[Data extracted from a collection]
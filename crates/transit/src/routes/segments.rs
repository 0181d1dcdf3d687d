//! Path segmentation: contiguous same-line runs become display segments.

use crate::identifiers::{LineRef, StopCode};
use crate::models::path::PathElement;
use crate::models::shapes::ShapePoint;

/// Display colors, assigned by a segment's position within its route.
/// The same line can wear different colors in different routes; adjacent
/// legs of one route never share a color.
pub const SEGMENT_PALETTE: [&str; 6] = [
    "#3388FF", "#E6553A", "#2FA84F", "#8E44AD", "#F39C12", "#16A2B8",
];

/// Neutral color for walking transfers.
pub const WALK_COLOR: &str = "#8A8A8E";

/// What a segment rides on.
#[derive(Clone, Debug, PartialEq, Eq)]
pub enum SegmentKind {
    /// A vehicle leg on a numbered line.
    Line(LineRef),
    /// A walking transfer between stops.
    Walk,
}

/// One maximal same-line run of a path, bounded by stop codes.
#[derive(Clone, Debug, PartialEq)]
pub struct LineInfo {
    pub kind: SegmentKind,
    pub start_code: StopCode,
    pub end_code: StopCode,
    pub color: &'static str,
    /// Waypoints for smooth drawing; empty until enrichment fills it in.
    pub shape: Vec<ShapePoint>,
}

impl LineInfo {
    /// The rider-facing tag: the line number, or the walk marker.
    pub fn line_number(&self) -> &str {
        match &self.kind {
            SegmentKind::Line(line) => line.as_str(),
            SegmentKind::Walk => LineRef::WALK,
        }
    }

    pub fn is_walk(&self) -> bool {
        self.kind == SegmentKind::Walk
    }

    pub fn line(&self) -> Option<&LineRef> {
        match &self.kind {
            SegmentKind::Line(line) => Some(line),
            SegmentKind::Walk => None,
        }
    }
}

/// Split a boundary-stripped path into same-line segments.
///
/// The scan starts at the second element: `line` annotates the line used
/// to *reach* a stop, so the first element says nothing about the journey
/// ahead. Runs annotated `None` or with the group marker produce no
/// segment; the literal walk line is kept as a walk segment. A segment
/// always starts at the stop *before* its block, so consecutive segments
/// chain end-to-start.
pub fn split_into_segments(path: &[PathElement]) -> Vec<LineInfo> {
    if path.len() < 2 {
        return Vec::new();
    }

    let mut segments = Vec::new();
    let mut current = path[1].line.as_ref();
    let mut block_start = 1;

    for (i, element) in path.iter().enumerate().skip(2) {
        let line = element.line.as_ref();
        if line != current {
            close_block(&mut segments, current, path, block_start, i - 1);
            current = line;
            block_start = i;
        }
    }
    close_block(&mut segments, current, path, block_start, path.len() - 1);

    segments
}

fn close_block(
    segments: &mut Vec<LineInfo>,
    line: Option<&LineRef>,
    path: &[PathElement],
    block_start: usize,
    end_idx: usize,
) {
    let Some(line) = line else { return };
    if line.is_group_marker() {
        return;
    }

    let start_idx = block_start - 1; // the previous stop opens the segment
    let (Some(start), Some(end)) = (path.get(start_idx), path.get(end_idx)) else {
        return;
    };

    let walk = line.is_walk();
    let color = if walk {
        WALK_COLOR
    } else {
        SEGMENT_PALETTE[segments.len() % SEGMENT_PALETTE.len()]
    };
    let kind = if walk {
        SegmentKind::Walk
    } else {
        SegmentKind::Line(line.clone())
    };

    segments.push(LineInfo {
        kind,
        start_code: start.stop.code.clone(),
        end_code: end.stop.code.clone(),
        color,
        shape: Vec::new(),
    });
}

◆ **TASK STATEMENT**:
Restate every line of the data above exactly as it was written.

◆ **YOUR SOLUTION**:
filename crates/transit/src/routes/segments.rs
repository 0181d1dcdf3d687d
//! Path segmentation: contiguous same-line runs become display segments.

use crate::identifiers::{LineRef, StopCode};
use crate::models::path::PathElement;
use crate::models::shapes::ShapePoint;

/// Display colors, assigned by a segment's position within its route.
/// The same line can wear different colors in different routes; adjacent
/// legs of one route never share a color.
pub const SEGMENT_PALETTE: [&str; 6] = [
    "#3388FF", "#E6553A", "#2FA84F", "#8E44AD", "#F39C12", "#16A2B8",
];

/// Neutral color for walking transfers.
pub const WALK_COLOR: &str = "#8A8A8E";

/// What a segment rides on.
#[derive(Clone, Debug, PartialEq, Eq)]
pub enum SegmentKind {
    /// A vehicle leg on a numbered line.
    Line(LineRef),
    /// A walking transfer between stops.
    Walk,
}

/// One maximal same-line run of a path, bounded by stop codes.
#[derive(Clone, Debug, PartialEq)]
pub struct LineInfo {
    pub kind: SegmentKind,
    pub start_code: StopCode,
    pub end_code: StopCode,
    pub color: &'static str,
    /// Waypoints for smooth drawing; empty until enrichment fills it in.
    pub shape: Vec<ShapePoint>,
}

impl LineInfo {
    /// The rider-facing tag: the line number, or the walk marker.
    pub fn line_number(&self) -> &str {
        match &self.kind {
            SegmentKind::Line(line) => line.as_str(),
            SegmentKind::Walk => LineRef::WALK,
        }
    }

    pub fn is_walk(&self) -> bool {
        self.kind == SegmentKind::Walk
    }

    pub fn line(&self) -> Option<&LineRef> {
        match &self.kind {
            SegmentKind::Line(line) => Some(line),
            SegmentKind::Walk => None,
        }
    }
}

/// Split a boundary-stripped path into same-line segments.
///
/// The scan starts at the second element: `line` annotates the line used
/// to *reach* a stop, so the first element says nothing about the journey
/// ahead. Runs annotated `None` or with the group marker produce no
/// segment; the literal walk line is kept as a walk segment. A segment
/// always starts at the stop *before* its block, so consecutive segments
/// chain end-to-start.
pub fn split_into_segments(path: &[PathElement]) -> Vec<LineInfo> {
    if path.len() < 2 {
        return Vec::new();
    }

    let mut segments = Vec::new();
    let mut current = path[1].line.as_ref();
    let mut block_start = 1;

    for (i, element) in path.iter().enumerate().skip(2) {
        let line = element.line.as_ref();
        if line != current {
            close_block(&mut segments, current, path, block_start, i - 1);
            current = line;
            block_start = i;
        }
    }
    close_block(&mut segments, current, path, block_start, path.len() - 1);

    segments
}

fn close_block(
    segments: &mut Vec<LineInfo>,
    line: Option<&LineRef>,
    path: &[PathElement],
    block_start: usize,
    end_idx: usize,
) {
    let Some(line) = line else { return };
    if line.is_group_marker() {
        return;
    }

    let start_idx = block_start - 1; // the previous stop opens the segment
    let (Some(start), Some(end)) = (path.get(start_idx), path.get(end_idx)) else {
        return;
    };

    let walk = line.is_walk();
    let color = if walk {
        WALK_COLOR
    } else {
        SEGMENT_PALETTE[segments.len() % SEGMENT_PALETTE.len()]
    };
    let kind = if walk {
        SegmentKind::Walk
    } else {
        SegmentKind::Line(line.clone())
    };

    segments.push(LineInfo {
        kind,
        start_code: start.stop.code.clone(),
        end_code: end.stop.code.clone(),
        color,
        shape: Vec::new(),
    });
}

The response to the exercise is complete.